Lorsque le professeur Vallancien s'insurge, on pourrait parfois être tenté de le suivre. Il pointe en effet nombre de tares qu'aucun être doué de raison ne peut ignorer et donc refuser de corriger. Mais à l'instar de quantité d'experts, s'il est clairvoyant pour établir des diagnostics, il peine à y opposer des solutions autres que celles dictées avant tout au nom de principes et d'a priori théoriques, qu'il meurt d'envie d'appliquer avant tout... aux autres !

Par exemple, il réclame la fin de la liberté d'installation pour les médecins, sous prétexte qu'on observe de grandes hétérogénéités de répartition conduisant à la désertification médicale de certaines régions, au surpeuplement d'autres et à de pareilles et calamiteuses disparités au niveau des spécialités elles-mêmes.
Son argumentation est étrange : faisant le constat que les praticiens sont rémunérés essentiellement par la Sécurité Sociale, il lui paraît normal qu'elle en fasse des assujettis en réglementant autoritairement l'endroit où ils devraient poser leur plaque.
Il préconise donc ni plus ni moins l'application d'une rigide logique bureaucratique, alors que dans le même temps il en critique à longueur de pages les méfaits qui aboutissent entre autres à « financer le secteur libéral à l'aveugle ».
Ainsi, non seulement il entérine le principe d'une tutelle planificatrice et centralisatrice, mais il veut en accroître les prérogatives !
Une alternative est pourtant envisageable à ces oukases gestionnaires : s'assurer avec bon sens que l'offre médicale réponde à des besoins réels et sanctionner les abus.
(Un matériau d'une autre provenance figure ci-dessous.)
impl TestApp {
    /// Returns `None` when `TEST_DATABASE_URL` is unset so the suite can run without Postgres.
    pub async fn new() -> Result<Option<Self>> {
        let Ok(database_url) = env::var("TEST_DATABASE_URL") else {
            eprintln!("TEST_DATABASE_URL not set; skipping database test");
            return Ok(None);
        };

        let config = AppConfig {
            database_url,
            database_max_pool_size: db::DEFAULT_MAX_POOL_SIZE,
            server_host: "127.0.0.1".to_string(),
            server_port: 0,
            jwt_secret: "test-secret".to_string(),
            jwt_issuer: "test-issuer".to_string(),
            jwt_audience: "test-audience".to_string(),
            jwt_expiry_minutes: 60,
            certificate_token_audience: "test-certificate".to_string(),
            certificate_token_expiry_days: 30,
            refresh_token_expiry_days: 30,
            refresh_cookie_secure: false,
            refresh_cookie_domain: None,
            cors_allowed_origin: None,
            public_base_url: "https://portal.test".to_string(),
            max_upload_bytes: DEFAULT_MAX_UPLOAD_BYTES,
            aws_endpoint_url: None,
            aws_access_key_id: None,
            aws_secret_access_key: None,
            aws_region: "us-east-1".to_string(),
            s3_bucket: "test-bucket".to_string(),
            backup_prefix: "backups".to_string(),
        };

        let pool = db::init_pool_with_size(&config.database_url, config.database_max_pool_size)?;
        prepare_database(&pool).await?;

        let storage = Arc::new(FakeStorage::default());
        let storage_for_state: Arc<dyn ObjectStorage> = storage.clone();
        let jwt = JwtService::from_config(&config)?;
        let state = AppState::new(pool.clone(), config, storage_for_state, jwt);
        let router = routes::create_router(state.clone())?;

        Ok(Some(Self {
            state,
            router,
            storage,
        }))
    }

    pub async fn cleanup(&self) -> Result<()> {
        let pool = self.state.pool.clone();
        tokio::task::spawn_blocking(move || -> Result<()> {
            let mut conn = pool
                .get()
                .map_err(|err| anyhow!("failed to get cleanup connection: {err}"))?;
            truncate_all(&mut conn)?;
            Ok(())
        })
        .await
        .context("cleanup task panicked")?
    }

    #[allow(dead_code)]
    pub fn storage(&self) -> Arc<FakeStorage> {
        self.storage.clone()
    }

    pub async fn insert_user(
        &self,
        username: &str,
        role: &str,
        verification_status: &str,
    ) -> Result<Uuid> {
        let username = username.to_string();
        let role = role.to_string();
        let verification_status = verification_status.to_string();
        self.with_conn(move |conn| {
            let user = NewUser {
                id: Uuid::new_v4(),
                full_name: format!("{username} tester"),
                username,
                password_hash: hash_password(PASSWORD)?,
                role,
                sitio: Some("Sitio Maligaya".to_string()),
                contact_number: None,
                verification_status,
            };
            diesel::insert_into(barangay_portal::schema::users::table)
                .values(&user)
                .execute(conn)
                .context("failed to insert user")?;
            Ok(user.id)
        })
        .await
    }

    /// Inserts a user and logs them in, returning `(id, access token)`.
    #[allow(dead_code)]
    pub async fn user_with_token(
        &self,
        username: &str,
        role: &str,
        verification_status: &str,
    ) -> Result<(Uuid, String)> {
        let id = self.insert_user(username, role, verification_status).await?;
        let token = self.login_token(username, PASSWORD).await?;
        Ok((id, token))
    }

    pub async fn login_token(&self, username: &str, password: &str) -> Result<String> {
        #[derive(Serialize)]
        struct LoginPayload<'a> {
            username: &'a str,
            password: &'a str,
        }

        let response = self
            .post_json(
                "/api/auth/login",
                &LoginPayload { username, password },
                None,
            )
            .await?;

        ensure!(
            response.status() == StatusCode::OK,
            "login failed with status {}",
            response.status()
        );

        #[derive(serde::Deserialize)]
        struct LoginResponse {
            access_token: String,
        }
        let parsed: LoginResponse = read_json(response).await?;
        Ok(parsed.access_token)
    }

    /// Counts rows with a raw `SELECT COUNT(*) AS count ...` statement.
    #[allow(dead_code)]
    pub async fn count(&self, statement: &str) -> Result<i64> {
        #[derive(QueryableByName)]
        struct Count {
            #[diesel(sql_type = BigInt)]
            count: i64,
        }

        let statement = statement.to_string();
        self.with_conn(move |conn| {
            let row: Count = diesel::sql_query(statement)
                .get_result(conn)
                .context("count query failed")?;
            Ok(row.count)
        })
        .await
    }

    /// Runs raw SQL against the test database.
    #[allow(dead_code)]
    pub async fn execute(&self, statement: &str) -> Result<()> {
        let statement = statement.to_string();
        self.with_conn(move |conn| {
            conn.batch_execute(&statement).context("statement failed")?;
            Ok(())
        })
        .await
    }

    /// Makes writes to `table` that match `condition` fail with a check violation. Existing
    /// rows are not re-validated. Removed again on the next truncate.
    #[allow(dead_code)]
    pub async fn reject_writes_where(&self, table: &str, condition: &str) -> Result<()> {
        ensure!(GUARDED_TABLES.contains(&table), "{table} is not reset between tests");
        self.execute(&format!(
            "ALTER TABLE {table} ADD CONSTRAINT {WRITE_GUARD} CHECK (NOT ({condition})) NOT VALID"
        ))
        .await
    }

    pub async fn post_json<T: Serialize + ?Sized>(
        &self,
        path: &str,
        payload: &T,
        token: Option<&str>,
    ) -> Result<hyper::Response<Body>> {
        self.send_json(Method::POST, path, payload, token).await
    }

    #[allow(dead_code)]
    pub async fn patch_json<T: Serialize + ?Sized>(
        &self,
        path: &str,
        payload: &T,
        token: Option<&str>,
    ) -> Result<hyper::Response<Body>> {
        self.send_json(Method::PATCH, path, payload, token).await
    }

    #[allow(dead_code)]
    pub async fn put_json<T: Serialize + ?Sized>(
        &self,
        path: &str,
        payload: &T,
        token: Option<&str>,
    ) -> Result<hyper::Response<Body>> {
        self.send_json(Method::PUT, path, payload, token).await
    }

    async fn send_json<T: Serialize + ?Sized>(
        &self,
        method: Method,
        path: &str,
        payload: &T,
        token: Option<&str>,
    ) -> Result<hyper::Response<Body>> {
        let body = serde_json::to_vec(payload)?;
        let mut builder = Request::builder()
            .method(method)
            .uri(path)
            .header("content-type", "application/json");
        if let Some(token) = token {
            builder = builder.header("authorization", format!("Bearer {token}"));
        }
        let request = builder.body(Body::from(body))?;
        Ok(self
            .router
            .clone()
            .oneshot(request)
            .await
            .expect("infallible response"))
    }

    #[allow(dead_code)]
    pub async fn post_empty(
        &self,
        path: &str,
        token: Option<&str>,
    ) -> Result<hyper::Response<Body>> {
        self.send_empty(Method::POST, path, token).await
    }

    pub async fn get(&self, path: &str, token: Option<&str>) -> Result<hyper::Response<Body>> {
        self.send_empty(Method::GET, path, token).await
    }

    #[allow(dead_code)]
    pub async fn delete(&self, path: &str, token: Option<&str>) -> Result<hyper::Response<Body>> {
        self.send_empty(Method::DELETE, path, token).await
    }

    async fn send_empty(
        &self,
        method: Method,
        path: &str,
        token: Option<&str>,
    ) -> Result<hyper::Response<Body>> {
        let mut builder = Request::builder().method(method).uri(path);
        if let Some(token) = token {
            builder = builder.header("authorization", format!("Bearer {token}"));
        }
        let request = builder.body(Body::empty())?;
        Ok(self
            .router
            .clone()
            .oneshot(request)
            .await
            .expect("infallible response"))
    }

    #[allow(dead_code)]
    pub async fn post_multipart(
        &self,
        path: &str,
        fields: &[(&str, &str)],
        files: &[FilePart<'_>],
        token: &str,
    ) -> Result<hyper::Response<Body>> {
        let boundary = format!("boundary-{}", Uuid::new_v4());
        let mut body = Vec::new();

        for (name, value) in fields {
            body.extend(format!("--{boundary}\r\n").as_bytes());
            body.extend(
                format!("Content-Disposition: form-data; name=\"{name}\"\r\n\r\n").as_bytes(),
            );
            body.extend(value.as_bytes());
            body.extend(b"\r\n");
        }

        for (name, filename, content_type, data) in files {
            body.extend(format!("--{boundary}\r\n").as_bytes());
            body.extend(
                format!(
                    "Content-Disposition: form-data; name=\"{name}\"; filename=\"{filename}\"\r\n"
                )
                .as_bytes(),
            );
            body.extend(format!("Content-Type: {content_type}\r\n\r\n").as_bytes());
            body.extend(*data);
            body.extend(b"\r\n");
        }

        body.extend(format!("--{boundary}--\r\n").as_bytes());

        let request = Request::builder()
            .method(Method::POST)
            .uri(path)
            .header(
                "content-type",
                format!("multipart/form-data; boundary={boundary}"),
            )
            .header("authorization", format!("Bearer {token}"))
            .body(Body::from(body))?;
        Ok(self
            .router
            .clone()
            .oneshot(request)
            .await
            .expect("infallible response"))
    }

    /// Submits a complete certificate request with a PNG proof of payment.
    #[allow(dead_code)]
    pub async fn submit_request(
        &self,
        token: &str,
        request_type: &str,
        amount_centavos: &str,
    ) -> Result<hyper::Response<Body>> {
        self.post_multipart(
            "/api/requests",
            &[
                ("request_type", request_type),
                ("purpose", "Employment"),
                ("sitio", "Sitio Maligaya"),
                ("amount_centavos", amount_centavos),
            ],
            &[("proof", "gcash receipt.png", "image/png", &b"\x89PNG fake"[..])],
            token,
        )
        .await
    }

    async fn with_conn<F, T>(&self, f: F) -> Result<T>
    where
        F: FnOnce(&mut PgConnection) -> Result<T> + Send + 'static,
        T: Send + 'static,
    {
        let pool = self.state.pool.clone();
        tokio::task::spawn_blocking(move || {
            let mut conn = pool
                .get()
                .map_err(|err| anyhow!("failed to get database connection: {err}"))?;
            f(&mut conn)
        })
        .await
        .context("connection task panicked")?
    }
}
Il est en effet légitime pour le payeur de contrôler que toutes les prestations remboursées sont pleinement justifiées.
On pourrait par la même occasion, cesser de penser que ce payeur doive nécessairement être unique. On connaît les dysfonctionnements de la Sécurité Sociale, dus pour beaucoup à sa situation de quasi monopole, à son gigantisme déresponsabilisant, et à sa trop grande dépendance des ressources de l'Etat.
En matière d'assurance maladie comme ailleurs, si l'on souhaite agir efficacement, l'émulation est souhaitable. Et le règne de la liberté surveillée est de loin préférable à celui d'une tutelle omnipotente imposant par avance une doctrine monolithique, dictée à partir de principes idéologiques.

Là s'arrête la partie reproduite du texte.